*** SUPPLIED DATA Section Begins ***

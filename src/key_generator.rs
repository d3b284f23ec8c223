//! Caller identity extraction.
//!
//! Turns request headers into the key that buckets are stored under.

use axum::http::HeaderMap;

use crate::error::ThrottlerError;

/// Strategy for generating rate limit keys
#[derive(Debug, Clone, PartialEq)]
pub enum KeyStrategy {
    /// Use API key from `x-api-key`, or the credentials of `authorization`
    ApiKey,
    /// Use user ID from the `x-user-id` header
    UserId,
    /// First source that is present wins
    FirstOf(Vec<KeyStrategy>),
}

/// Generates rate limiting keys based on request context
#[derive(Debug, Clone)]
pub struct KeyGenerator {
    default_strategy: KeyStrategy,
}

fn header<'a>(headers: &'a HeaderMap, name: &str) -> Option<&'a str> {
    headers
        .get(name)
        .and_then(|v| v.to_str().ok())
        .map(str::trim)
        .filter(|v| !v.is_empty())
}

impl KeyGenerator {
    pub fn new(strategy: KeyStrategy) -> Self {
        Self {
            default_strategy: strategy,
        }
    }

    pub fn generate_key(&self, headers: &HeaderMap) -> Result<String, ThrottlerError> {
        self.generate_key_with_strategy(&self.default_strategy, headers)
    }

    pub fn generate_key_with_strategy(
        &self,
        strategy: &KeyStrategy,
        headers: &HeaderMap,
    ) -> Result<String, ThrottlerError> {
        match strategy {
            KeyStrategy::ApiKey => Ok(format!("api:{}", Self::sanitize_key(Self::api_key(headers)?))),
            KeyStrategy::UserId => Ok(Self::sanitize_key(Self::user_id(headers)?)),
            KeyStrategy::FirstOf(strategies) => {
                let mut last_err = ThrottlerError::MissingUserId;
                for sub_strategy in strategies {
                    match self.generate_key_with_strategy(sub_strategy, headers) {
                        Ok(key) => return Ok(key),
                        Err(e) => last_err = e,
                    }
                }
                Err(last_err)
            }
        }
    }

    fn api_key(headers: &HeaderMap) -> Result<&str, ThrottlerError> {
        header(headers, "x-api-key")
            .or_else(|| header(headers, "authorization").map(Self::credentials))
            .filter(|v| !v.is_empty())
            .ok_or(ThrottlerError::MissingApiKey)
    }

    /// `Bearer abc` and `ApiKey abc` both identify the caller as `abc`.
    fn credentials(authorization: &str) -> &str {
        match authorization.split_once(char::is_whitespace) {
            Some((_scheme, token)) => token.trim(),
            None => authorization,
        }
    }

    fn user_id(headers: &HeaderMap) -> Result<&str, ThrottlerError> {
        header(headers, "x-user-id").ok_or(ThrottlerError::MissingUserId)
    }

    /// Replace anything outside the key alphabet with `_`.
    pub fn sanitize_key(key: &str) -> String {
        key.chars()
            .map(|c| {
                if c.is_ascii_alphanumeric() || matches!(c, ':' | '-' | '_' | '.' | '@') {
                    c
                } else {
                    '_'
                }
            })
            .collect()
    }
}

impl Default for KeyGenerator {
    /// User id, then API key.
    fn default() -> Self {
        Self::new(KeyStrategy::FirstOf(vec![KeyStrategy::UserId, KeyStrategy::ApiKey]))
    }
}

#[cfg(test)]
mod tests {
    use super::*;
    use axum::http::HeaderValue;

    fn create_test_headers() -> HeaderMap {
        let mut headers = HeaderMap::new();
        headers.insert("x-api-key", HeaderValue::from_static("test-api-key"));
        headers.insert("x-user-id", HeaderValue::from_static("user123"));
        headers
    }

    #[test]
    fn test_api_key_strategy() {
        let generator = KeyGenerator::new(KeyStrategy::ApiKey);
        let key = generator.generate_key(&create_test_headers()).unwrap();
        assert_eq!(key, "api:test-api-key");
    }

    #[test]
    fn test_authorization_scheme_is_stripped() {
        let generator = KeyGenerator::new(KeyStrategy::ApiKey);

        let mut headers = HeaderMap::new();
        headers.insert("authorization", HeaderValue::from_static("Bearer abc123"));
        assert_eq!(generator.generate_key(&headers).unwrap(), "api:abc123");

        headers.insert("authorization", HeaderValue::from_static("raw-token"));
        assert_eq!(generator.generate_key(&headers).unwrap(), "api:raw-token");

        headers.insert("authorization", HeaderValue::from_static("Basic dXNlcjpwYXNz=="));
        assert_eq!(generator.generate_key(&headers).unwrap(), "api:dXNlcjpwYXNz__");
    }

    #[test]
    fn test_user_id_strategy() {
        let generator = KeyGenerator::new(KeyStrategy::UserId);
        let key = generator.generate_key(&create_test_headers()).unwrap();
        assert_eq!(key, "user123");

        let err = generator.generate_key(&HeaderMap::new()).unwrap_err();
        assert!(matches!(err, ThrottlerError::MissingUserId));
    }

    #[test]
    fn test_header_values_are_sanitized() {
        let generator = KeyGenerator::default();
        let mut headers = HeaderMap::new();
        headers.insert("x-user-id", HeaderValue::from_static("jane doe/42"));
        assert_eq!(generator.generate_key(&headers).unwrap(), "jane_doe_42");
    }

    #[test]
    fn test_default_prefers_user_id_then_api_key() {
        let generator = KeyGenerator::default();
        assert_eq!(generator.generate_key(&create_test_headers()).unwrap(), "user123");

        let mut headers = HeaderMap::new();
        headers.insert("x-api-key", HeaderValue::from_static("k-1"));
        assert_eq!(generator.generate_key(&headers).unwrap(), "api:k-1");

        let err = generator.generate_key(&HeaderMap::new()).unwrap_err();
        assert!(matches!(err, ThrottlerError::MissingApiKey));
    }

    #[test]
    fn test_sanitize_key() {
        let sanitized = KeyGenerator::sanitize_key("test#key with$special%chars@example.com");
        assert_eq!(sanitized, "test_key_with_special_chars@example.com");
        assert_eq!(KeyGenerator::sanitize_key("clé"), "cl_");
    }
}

*** SUPPLIED DATA Section Ends ***
*** SUPPLIED DATA Section Begins ***

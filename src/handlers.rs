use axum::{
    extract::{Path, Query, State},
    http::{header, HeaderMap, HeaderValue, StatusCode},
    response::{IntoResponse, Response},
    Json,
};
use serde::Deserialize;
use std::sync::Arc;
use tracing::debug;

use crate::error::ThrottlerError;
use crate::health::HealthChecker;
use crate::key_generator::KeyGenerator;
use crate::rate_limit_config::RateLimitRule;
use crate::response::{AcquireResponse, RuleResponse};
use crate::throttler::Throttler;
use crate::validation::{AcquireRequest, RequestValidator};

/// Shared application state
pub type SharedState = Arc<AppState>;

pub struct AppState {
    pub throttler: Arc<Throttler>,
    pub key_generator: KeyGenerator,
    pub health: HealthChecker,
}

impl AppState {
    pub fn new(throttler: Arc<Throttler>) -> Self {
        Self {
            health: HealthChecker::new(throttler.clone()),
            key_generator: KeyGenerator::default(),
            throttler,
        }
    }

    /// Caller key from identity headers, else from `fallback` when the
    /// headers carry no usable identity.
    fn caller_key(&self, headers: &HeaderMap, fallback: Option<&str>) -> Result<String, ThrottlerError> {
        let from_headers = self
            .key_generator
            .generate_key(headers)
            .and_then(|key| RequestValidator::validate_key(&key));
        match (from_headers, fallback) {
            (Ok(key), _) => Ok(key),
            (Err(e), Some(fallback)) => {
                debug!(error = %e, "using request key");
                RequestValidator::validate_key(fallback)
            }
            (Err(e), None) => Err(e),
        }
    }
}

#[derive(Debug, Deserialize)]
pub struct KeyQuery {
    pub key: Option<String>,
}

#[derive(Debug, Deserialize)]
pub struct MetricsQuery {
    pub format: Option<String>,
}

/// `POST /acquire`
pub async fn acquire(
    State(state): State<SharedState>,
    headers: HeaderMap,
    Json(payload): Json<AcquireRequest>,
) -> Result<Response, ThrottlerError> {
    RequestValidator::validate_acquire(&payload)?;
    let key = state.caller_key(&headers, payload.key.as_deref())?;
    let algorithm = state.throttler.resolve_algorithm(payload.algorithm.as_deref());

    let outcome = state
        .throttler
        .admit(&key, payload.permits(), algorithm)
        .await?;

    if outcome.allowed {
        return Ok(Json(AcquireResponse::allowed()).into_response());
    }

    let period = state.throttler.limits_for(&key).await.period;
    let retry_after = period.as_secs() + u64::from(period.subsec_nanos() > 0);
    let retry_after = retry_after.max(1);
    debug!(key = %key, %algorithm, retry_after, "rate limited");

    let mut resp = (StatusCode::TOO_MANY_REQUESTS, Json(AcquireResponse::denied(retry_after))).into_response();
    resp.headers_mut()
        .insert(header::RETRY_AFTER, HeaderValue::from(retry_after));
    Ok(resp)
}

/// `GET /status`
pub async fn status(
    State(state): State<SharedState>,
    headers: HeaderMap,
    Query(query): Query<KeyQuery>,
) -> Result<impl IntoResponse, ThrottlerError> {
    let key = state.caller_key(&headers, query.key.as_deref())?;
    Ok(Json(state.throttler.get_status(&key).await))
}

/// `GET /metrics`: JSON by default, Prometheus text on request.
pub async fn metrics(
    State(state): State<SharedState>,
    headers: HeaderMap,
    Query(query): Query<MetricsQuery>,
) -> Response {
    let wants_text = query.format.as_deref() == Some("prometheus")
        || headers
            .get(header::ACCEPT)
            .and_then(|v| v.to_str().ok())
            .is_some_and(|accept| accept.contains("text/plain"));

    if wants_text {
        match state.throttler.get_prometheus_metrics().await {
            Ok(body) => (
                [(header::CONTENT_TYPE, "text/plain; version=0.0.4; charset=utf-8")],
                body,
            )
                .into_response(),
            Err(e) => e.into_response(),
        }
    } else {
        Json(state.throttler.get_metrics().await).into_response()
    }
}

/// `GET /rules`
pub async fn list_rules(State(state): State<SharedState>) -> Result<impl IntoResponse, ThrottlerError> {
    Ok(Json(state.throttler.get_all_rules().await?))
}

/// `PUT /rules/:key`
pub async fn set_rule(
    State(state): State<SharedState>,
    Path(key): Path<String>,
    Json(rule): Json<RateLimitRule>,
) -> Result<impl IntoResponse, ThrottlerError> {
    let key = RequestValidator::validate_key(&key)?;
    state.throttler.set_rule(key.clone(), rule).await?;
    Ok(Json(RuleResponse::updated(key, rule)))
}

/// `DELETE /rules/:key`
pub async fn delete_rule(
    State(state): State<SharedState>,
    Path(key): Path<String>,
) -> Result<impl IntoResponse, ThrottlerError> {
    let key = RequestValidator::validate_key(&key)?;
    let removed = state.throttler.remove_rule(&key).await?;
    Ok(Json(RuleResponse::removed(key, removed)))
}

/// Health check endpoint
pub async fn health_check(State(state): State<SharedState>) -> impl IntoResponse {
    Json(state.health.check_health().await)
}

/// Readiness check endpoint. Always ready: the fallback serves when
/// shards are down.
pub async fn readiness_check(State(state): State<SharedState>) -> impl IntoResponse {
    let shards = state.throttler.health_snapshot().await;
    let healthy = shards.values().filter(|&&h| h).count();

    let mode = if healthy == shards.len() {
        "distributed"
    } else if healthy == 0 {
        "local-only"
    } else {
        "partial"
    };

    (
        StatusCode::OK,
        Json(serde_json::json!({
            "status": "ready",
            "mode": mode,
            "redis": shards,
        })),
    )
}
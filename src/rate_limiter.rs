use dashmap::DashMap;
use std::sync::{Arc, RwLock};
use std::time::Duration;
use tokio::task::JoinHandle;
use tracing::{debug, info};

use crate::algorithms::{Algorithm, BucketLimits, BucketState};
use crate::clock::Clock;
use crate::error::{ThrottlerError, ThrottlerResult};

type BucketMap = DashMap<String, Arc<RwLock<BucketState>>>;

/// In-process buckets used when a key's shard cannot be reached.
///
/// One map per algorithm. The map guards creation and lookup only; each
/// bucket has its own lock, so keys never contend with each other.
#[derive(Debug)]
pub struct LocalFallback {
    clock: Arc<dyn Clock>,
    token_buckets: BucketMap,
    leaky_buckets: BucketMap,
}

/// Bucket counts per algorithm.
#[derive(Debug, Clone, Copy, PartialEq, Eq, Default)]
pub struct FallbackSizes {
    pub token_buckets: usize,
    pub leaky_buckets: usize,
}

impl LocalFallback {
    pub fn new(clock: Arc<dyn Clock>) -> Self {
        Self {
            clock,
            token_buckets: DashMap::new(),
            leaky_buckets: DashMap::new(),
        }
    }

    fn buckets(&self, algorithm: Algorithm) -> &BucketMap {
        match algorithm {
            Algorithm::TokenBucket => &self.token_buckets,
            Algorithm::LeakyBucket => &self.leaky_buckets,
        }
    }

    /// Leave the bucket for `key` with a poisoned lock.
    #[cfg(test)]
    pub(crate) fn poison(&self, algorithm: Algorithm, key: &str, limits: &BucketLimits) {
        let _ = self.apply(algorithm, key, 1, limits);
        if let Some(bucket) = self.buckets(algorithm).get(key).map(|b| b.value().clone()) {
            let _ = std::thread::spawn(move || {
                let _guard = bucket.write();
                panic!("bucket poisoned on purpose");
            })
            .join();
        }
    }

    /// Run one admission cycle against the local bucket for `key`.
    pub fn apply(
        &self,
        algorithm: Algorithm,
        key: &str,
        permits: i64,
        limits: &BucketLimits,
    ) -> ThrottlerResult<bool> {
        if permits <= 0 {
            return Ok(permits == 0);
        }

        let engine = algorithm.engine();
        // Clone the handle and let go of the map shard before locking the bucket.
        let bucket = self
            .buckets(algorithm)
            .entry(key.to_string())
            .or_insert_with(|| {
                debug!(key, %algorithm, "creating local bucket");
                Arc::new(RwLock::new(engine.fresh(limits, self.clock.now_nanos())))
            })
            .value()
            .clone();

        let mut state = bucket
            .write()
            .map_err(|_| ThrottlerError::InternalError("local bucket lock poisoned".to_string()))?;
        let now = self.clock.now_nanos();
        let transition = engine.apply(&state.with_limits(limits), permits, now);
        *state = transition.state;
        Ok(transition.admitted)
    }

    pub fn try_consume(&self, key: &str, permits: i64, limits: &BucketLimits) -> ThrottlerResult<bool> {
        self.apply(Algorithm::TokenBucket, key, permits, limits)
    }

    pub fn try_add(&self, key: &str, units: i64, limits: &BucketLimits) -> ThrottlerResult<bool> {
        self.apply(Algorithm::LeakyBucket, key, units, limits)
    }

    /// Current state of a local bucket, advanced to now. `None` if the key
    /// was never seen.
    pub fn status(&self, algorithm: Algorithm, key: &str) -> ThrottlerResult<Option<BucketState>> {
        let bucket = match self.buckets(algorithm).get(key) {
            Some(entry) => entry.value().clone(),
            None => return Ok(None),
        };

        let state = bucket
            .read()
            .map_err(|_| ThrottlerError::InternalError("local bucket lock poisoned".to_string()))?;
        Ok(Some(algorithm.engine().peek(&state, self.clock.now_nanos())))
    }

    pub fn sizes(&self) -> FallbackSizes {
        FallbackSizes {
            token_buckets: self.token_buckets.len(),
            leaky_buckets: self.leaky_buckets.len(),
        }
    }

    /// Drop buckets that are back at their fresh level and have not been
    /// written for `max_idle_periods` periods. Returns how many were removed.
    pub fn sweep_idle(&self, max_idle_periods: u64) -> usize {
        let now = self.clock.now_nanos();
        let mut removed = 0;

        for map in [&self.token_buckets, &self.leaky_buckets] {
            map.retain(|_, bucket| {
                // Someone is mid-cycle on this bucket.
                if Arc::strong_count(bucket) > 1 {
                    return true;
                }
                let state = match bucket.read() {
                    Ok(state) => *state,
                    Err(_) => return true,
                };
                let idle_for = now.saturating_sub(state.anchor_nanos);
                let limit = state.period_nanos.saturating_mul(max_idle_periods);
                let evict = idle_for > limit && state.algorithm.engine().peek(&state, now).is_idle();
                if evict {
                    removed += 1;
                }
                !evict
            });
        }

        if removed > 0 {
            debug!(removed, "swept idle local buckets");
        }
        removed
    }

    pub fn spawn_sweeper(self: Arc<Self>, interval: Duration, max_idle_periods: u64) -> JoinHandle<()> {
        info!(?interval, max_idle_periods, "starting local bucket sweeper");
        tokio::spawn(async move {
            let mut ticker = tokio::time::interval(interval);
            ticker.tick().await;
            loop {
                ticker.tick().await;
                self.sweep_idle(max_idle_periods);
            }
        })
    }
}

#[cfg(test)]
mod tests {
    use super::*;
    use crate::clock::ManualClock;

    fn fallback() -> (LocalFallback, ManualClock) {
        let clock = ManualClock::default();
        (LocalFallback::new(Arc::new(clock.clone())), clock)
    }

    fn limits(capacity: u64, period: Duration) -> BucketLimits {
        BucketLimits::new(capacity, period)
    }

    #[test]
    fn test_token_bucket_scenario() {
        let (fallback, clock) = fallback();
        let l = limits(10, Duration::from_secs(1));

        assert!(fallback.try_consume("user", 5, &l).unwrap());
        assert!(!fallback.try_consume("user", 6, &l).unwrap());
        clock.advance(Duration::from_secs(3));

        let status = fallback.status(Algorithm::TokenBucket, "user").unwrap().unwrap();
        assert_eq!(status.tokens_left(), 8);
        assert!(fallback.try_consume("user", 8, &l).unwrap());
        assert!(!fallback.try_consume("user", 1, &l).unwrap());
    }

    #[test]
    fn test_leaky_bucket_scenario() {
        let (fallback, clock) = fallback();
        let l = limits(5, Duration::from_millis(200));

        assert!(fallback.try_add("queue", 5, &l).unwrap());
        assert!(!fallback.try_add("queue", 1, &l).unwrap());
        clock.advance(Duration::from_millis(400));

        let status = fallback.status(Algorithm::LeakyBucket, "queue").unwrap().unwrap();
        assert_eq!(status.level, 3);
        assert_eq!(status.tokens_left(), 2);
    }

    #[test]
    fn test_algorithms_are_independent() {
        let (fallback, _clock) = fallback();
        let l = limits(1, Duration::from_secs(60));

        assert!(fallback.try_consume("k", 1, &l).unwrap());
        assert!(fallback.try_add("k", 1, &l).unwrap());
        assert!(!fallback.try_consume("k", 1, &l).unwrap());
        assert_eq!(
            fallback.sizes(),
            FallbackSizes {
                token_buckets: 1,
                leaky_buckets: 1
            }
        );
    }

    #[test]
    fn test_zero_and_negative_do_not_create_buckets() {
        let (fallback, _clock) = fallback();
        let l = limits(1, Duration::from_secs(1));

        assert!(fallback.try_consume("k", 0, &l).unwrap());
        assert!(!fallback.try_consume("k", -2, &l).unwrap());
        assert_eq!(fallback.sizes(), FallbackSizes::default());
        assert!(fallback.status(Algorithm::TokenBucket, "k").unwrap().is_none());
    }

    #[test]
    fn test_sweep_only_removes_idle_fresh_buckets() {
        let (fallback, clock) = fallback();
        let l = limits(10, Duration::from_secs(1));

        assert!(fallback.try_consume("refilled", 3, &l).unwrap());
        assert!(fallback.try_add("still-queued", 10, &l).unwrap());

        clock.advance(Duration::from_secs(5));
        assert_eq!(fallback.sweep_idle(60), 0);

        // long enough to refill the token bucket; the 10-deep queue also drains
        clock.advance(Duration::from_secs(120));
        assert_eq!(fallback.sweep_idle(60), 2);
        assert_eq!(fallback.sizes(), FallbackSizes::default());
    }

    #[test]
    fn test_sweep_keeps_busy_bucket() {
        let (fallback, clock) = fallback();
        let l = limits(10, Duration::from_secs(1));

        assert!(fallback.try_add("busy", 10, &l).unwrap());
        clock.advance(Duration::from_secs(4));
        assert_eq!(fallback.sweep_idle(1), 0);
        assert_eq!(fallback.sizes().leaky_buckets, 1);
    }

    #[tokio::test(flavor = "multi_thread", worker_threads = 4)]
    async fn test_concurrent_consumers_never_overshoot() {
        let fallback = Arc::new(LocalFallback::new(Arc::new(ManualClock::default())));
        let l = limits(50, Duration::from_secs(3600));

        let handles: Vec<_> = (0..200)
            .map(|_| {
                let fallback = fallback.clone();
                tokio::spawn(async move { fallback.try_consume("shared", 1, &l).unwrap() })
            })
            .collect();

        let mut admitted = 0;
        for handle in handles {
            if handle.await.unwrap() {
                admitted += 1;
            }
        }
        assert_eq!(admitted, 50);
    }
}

*** SUPPLIED DATA Section Ends ***
*** SUPPLIED DATA Section Begins ***

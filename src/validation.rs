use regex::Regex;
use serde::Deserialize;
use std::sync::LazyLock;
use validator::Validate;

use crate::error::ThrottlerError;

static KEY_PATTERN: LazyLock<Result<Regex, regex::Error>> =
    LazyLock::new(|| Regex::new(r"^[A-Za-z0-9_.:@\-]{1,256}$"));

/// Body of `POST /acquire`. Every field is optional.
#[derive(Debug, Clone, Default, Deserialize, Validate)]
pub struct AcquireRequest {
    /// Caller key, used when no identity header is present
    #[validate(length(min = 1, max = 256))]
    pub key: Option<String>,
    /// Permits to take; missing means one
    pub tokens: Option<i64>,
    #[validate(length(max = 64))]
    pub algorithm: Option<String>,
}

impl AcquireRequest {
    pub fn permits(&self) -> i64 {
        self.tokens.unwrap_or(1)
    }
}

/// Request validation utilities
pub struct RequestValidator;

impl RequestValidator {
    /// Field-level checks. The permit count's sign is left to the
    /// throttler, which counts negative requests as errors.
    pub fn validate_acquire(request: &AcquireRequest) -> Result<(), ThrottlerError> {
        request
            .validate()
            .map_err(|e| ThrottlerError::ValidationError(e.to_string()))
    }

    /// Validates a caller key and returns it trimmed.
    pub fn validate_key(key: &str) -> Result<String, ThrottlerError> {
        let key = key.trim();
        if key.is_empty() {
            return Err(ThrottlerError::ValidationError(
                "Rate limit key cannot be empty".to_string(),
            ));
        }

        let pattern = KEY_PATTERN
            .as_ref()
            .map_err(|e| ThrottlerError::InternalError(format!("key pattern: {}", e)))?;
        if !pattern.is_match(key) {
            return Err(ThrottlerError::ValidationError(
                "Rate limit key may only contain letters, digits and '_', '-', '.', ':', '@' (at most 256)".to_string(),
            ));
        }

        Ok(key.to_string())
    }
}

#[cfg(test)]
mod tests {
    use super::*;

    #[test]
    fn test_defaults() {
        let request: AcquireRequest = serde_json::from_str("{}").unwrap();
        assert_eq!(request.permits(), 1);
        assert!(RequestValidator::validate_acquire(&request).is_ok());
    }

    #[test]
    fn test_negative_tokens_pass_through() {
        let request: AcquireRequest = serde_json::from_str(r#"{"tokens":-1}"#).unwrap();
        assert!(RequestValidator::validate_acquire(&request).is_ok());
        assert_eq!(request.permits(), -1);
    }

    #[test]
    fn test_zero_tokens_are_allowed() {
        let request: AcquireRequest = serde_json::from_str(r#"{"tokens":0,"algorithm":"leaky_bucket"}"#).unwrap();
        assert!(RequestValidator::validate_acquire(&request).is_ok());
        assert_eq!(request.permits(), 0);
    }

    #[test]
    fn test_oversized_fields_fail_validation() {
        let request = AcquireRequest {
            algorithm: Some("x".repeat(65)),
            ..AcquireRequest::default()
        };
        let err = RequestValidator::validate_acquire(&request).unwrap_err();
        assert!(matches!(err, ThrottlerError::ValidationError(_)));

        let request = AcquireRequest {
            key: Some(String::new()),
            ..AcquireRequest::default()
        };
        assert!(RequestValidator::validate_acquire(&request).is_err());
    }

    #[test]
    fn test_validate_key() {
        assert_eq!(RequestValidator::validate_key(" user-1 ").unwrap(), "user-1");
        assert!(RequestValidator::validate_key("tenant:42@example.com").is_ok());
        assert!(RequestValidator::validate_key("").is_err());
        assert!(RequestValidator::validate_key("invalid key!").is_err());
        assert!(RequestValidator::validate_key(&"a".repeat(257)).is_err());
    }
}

*** SUPPLIED DATA Section Ends ***

[PROBLEM STATEMENT] In the records above, find every line with the word "RuleResponse" and copy it.

[TASK RESULT]
use crate::response::{AcquireResponse, RuleResponse};
    Ok(Json(RuleResponse::updated(key, rule)))
    Ok(Json(RuleResponse::removed(key, removed)))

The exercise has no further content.